Page:Mémoires de l'Institut national de France (tome 34, partie 2 - 1895).djvu/146

La bibliothèque libre.
Le texte de cette page a été corrigé et est conforme au fac-similé.

Le 15 novembre 1316, la reine accoucha, non pas d’une fille, mais d’un fils qui mourut au bout de peu de jours ou peut-être passa pour mort. Un moment Philippe parut hésitant. Mais, dans le courant de décembre 1316, il prit le titre de roi de France et, peu après, le titre de roi de France et de Navarre. À ce moment, Agnès, duchesse de Bourgogne, fille de saint Louis et aïeule de Jeanne, fille de Louis  X, le duc de Bourgogne lui-même, fils d’Agnès, cet Eudes qui semblait conquis à la fortune de Philippe de Poitiers, et d’autres amis puissants essayèrent d’arrêter l’ambition de celui que les grands avaient accepté pour régent, mais qu’ils n’entendaient pas tous faire roi. Quelques-uns déclarèrent que le royaume de France revenait de droit à la fille de Louis X. Les partisans de Philippe répondaient, bien entendu, qu’en France les femmes ne succèdent pas à la couronne. Mais c’est un point qui ne saurait être prouvé à l’évidence, remarque à ce propos un esprit difficile (Jean de Saint-Victor)[1].

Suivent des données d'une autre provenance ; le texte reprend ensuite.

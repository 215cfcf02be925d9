//! Status output on stderr

use console::{style, Term};

/// Prints status lines for a command run
#[derive(Debug)]
pub struct Reporter {
    term: Term,
    /// Whether to use colors
    pub use_color: bool,
    /// Quiet mode
    pub quiet: bool,
}

impl Default for Reporter {
    fn default() -> Self {
        Self::new(true, false)
    }
}

impl Reporter {
    /// Create a new reporter
    #[must_use]
    pub fn new(use_color: bool, quiet: bool) -> Self {
        Self {
            term: Term::stderr(),
            use_color,
            quiet,
        }
    }

    fn line(&self, prefix: String, message: &str) {
        let _ = self.term.write_line(&format!("{prefix} {message}"));
    }

    /// Print a success message
    pub fn success(&self, message: &str) {
        if self.quiet {
            return;
        }
        let prefix = if self.use_color {
            style("✓").green().bold().to_string()
        } else {
            "OK".to_string()
        };
        self.line(prefix, message);
    }

    /// Print an info message
    pub fn info(&self, message: &str) {
        if self.quiet {
            return;
        }
        let prefix = if self.use_color {
            style("ℹ").blue().bold().to_string()
        } else {
            "INFO".to_string()
        };
        self.line(prefix, message);
    }

    /// Print a section header
    pub fn header(&self, title: &str) {
        if self.quiet {
            return;
        }
        let styled = if self.use_color {
            style(title).bold().underlined().to_string()
        } else {
            format!("=== {title} ===")
        };
        let _ = self.term.write_line(&styled);
    }

    /// Dim text when colors are on
    #[must_use]
    pub fn dim(&self, text: &str) -> String {
        if self.use_color {
            style(text).dim().to_string()
        } else {
            text.to_string()
        }
    }
}

#[cfg(test)]
mod tests {
    use super::*;

    #[test]
    fn test_default_is_colored_and_loud() {
        let reporter = Reporter::default();
        assert!(reporter.use_color);
        assert!(!reporter.quiet);
    }

    #[test]
    fn test_dim_without_color_is_plain() {
        let reporter = Reporter::new(false, false);
        assert_eq!(reporter.dim("12ms"), "12ms");
    }

    #[test]
    fn test_quiet_reporter_prints_nothing() {
        let reporter = Reporter::new(false, true);
        reporter.success("hidden");
        reporter.info("hidden");
        reporter.header("hidden");
    }
}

Agnès protesta solennellement, réclamant, après débat régulier, une décision des pairs du royaume (décembre 1316). Eudes adressa, de son côté, au comte de Flandre un mémoire circonstancié très favorable à sa nièce, mais manquant, somme toute, de fermeté[2]. Quant à Philippe, il ne s’arrêta pas à dis-

  1. « Post cujus mortem (la mort de Jean Ier) comes Pictavensis regnum obtinuit. Sed dux Burgundiæ contradixit. Dicebat enim quod neptis sua, tanquam regis filia et fratre suo defuncto propinquior, debebat succedere ipso jure. Cui in oppositum dicebatur quod in regno Franciæ mulieres succedere non debebant. Hoc tamen probari non poterat evidenter. Et ideo dux et mater ejus ducissa ad diversos barones litteras transmittebant, rogantes quod coronationi dicti comitis minime consentirent. » (Jean de Saint-Victor, dans D. Bouquet, t. XXI, p. 665.)
  2. Ces documents ont été publiés par M. Servois dans l’Annuaire-Bulletin de la Société de l’histoire de France, 1864, 2e partie, p. 65-68, 71. Eudes, le 10 janvier 1317, déclare, il est vrai, garder les convenances faites avec le roi ; mais, en réalité, par le même acte, il tend à se dégager.